GOAL OF THE EXERCISE: For each line below that includes the string "enumerate", show the whole line.

[Entries taken from a collection]
* * *

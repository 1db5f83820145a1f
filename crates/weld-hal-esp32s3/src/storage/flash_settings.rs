use embedded_storage::{ReadStorage, Storage};
use esp_bootloader_esp_idf::partitions::{
    DataPartitionSubType, PARTITION_TABLE_MAX_LEN, PartitionType, read_partition_table,
};
use esp_rom_sys::rom::spiflash::{
    ESP_ROM_SPIFLASH_RESULT_OK, esp_rom_spiflash_erase_sector, esp_rom_spiflash_read,
    esp_rom_spiflash_unlock, esp_rom_spiflash_write,
};
use log::debug;
use weld_core::storage::RecordStore;

const FLASH_SECTOR_SIZE: u32 = 4096;
const DEFAULT_FLASH_CAPACITY_BYTES: usize = 16 * 1024 * 1024;

#[derive(Debug, Clone, Copy, Eq, PartialEq)]
pub enum FlashSettingsError {
    PartitionTable,
    SettingsPartitionMissing,
    PartitionTooSmall,
    FlashOpFailed(i32),
    OutOfBounds,
    Unaligned,
}

/// Settings record kept at the start of the reserved flash sector.
pub type FlashSettingsStore = RecordStore<FlashRegion>;

/// Opens the settings store on the reserved sector of the data partition.
pub fn open_settings_store() -> Result<FlashSettingsStore, FlashSettingsError> {
    Ok(RecordStore::new(FlashRegion::locate()?, 0))
}

#[derive(Debug)]
struct RawFlash;

impl RawFlash {
    fn new() -> Result<Self, FlashSettingsError> {
        let rc = unsafe { esp_rom_spiflash_unlock() };
        if rc != ESP_ROM_SPIFLASH_RESULT_OK {
            return Err(FlashSettingsError::FlashOpFailed(rc));
        }
        Ok(Self)
    }

    fn erase_sector(&mut self, sector_addr: u32) -> Result<(), FlashSettingsError> {
        if !sector_addr.is_multiple_of(FLASH_SECTOR_SIZE) {
            return Err(FlashSettingsError::Unaligned);
        }

        let rc = unsafe { esp_rom_spiflash_erase_sector(sector_addr / FLASH_SECTOR_SIZE) };
        if rc != ESP_ROM_SPIFLASH_RESULT_OK {
            return Err(FlashSettingsError::FlashOpFailed(rc));
        }
        Ok(())
    }

    fn read_word(&mut self, addr: u32) -> Result<u32, FlashSettingsError> {
        if !addr.is_multiple_of(4) {
            return Err(FlashSettingsError::Unaligned);
        }

        let mut word = 0u32;
        let rc = unsafe { esp_rom_spiflash_read(addr, &mut word as *mut u32 as *const u32, 4) };
        if rc != ESP_ROM_SPIFLASH_RESULT_OK {
            return Err(FlashSettingsError::FlashOpFailed(rc));
        }
        Ok(word)
    }

    fn write_word(&mut self, addr: u32, word: u32) -> Result<(), FlashSettingsError> {
        if !addr.is_multiple_of(4) {
            return Err(FlashSettingsError::Unaligned);
        }

        let rc = unsafe { esp_rom_spiflash_write(addr, &word as *const u32, 4) };
        if rc != ESP_ROM_SPIFLASH_RESULT_OK {
            return Err(FlashSettingsError::FlashOpFailed(rc));
        }
        Ok(())
    }

    /// Byte-granular read on top of the word-only ROM routine.
    fn read_bytes(&mut self, addr: u32, out: &mut [u8]) -> Result<(), FlashSettingsError> {
        let start = addr & !0b11;
        let end = (addr + out.len() as u32 + 3) & !0b11;

        for word_addr in (start..end).step_by(4) {
            let bytes = self.read_word(word_addr)?.to_le_bytes();
            for (i, b) in bytes.iter().enumerate() {
                let Some(dst) = (word_addr + i as u32).checked_sub(addr) else {
                    continue;
                };
                match out.get_mut(dst as usize) {
                    Some(slot) => *slot = *b,
                    None => break,
                }
            }
        }
        Ok(())
    }

    /// Programs `data` into an erased, word-aligned area.
    fn write_erased_words(&mut self, addr: u32, data: &[u8]) -> Result<(), FlashSettingsError> {
        if !addr.is_multiple_of(4) {
            return Err(FlashSettingsError::Unaligned);
        }

        for (i, chunk) in data.chunks(4).enumerate() {
            let mut bytes = [0xFFu8; 4];
            bytes[..chunk.len()].copy_from_slice(chunk);
            // Erased flash already reads 0xFF.
            if bytes == [0xFF; 4] {
                continue;
            }
            self.write_word(addr + (i as u32) * 4, u32::from_le_bytes(bytes))?;
        }
        Ok(())
    }
}

impl ReadStorage for RawFlash {
    type Error = FlashSettingsError;

    fn read(&mut self, offset: u32, bytes: &mut [u8]) -> Result<(), Self::Error> {
        self.read_bytes(offset, bytes)
    }

    fn capacity(&self) -> usize {
        DEFAULT_FLASH_CAPACITY_BYTES
    }
}

/// One 4 KiB flash sector exposed as byte storage. Offsets are relative to
/// the sector start; every write rewrites the whole sector.
#[derive(Debug)]
pub struct FlashRegion {
    flash: RawFlash,
    sector_addr: u32,
}

impl FlashRegion {
    /// Reserves the last sector of the first writable undefined-subtype data
    /// partition, falling back to the NVS partition.
    pub fn locate() -> Result<Self, FlashSettingsError> {
        let mut flash = RawFlash::new()?;

        let mut table_buf = [0u8; PARTITION_TABLE_MAX_LEN];
        let table = read_partition_table(&mut flash, &mut table_buf)
            .map_err(|_| FlashSettingsError::PartitionTable)?;

        let mut best_data_undefined: Option<(u32, u32)> = None;
        let mut fallback_nvs: Option<(u32, u32)> = None;

        for entry in table.iter() {
            if entry.is_read_only() || entry.len() < FLASH_SECTOR_SIZE {
                continue;
            }

            match entry.partition_type() {
                PartitionType::Data(DataPartitionSubType::Undefined) => {
                    best_data_undefined = Some((entry.offset(), entry.len()));
                    break;
                }
                PartitionType::Data(DataPartitionSubType::Nvs) => {
                    if fallback_nvs.is_none() {
                        fallback_nvs = Some((entry.offset(), entry.len()));
                    }
                }
                _ => {}
            }
        }

        let (offset, len) = best_data_undefined
            .or(fallback_nvs)
            .ok_or(FlashSettingsError::SettingsPartitionMissing)?;

        if len < FLASH_SECTOR_SIZE {
            return Err(FlashSettingsError::PartitionTooSmall);
        }

        let sector_addr = offset + len - FLASH_SECTOR_SIZE;
        debug!("settings sector at {:#x}", sector_addr);
        Ok(Self { flash, sector_addr })
    }

    fn check_bounds(&self, offset: u32, len: usize) -> Result<(), FlashSettingsError> {
        let end = offset as usize + len;
        if end > FLASH_SECTOR_SIZE as usize {
            return Err(FlashSettingsError::OutOfBounds);
        }
        Ok(())
    }
}

impl ReadStorage for FlashRegion {
    type Error = FlashSettingsError;

    fn read(&mut self, offset: u32, bytes: &mut [u8]) -> Result<(), Self::Error> {
        self.check_bounds(offset, bytes.len())?;
        self.flash.read_bytes(self.sector_addr + offset, bytes)
    }

    fn capacity(&self) -> usize {
        FLASH_SECTOR_SIZE as usize
    }
}

impl Storage for FlashRegion {
    fn write(&mut self, offset: u32, bytes: &[u8]) -> Result<(), Self::Error> {
        self.check_bounds(offset, bytes.len())?;

        let mut sector = [0u8; FLASH_SECTOR_SIZE as usize];
        self.flash.read_bytes(self.sector_addr, &mut sector)?;

        let start = offset as usize;
        sector[start..start + bytes.len()].copy_from_slice(bytes);

        self.flash.erase_sector(self.sector_addr)?;
        self.flash.write_erased_words(self.sector_addr, &sector)
    }
}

* * *

WRITTEN ANSWER:
            for (i, b) in bytes.iter().enumerate() {
        for (i, chunk) in data.chunks(4).enumerate() {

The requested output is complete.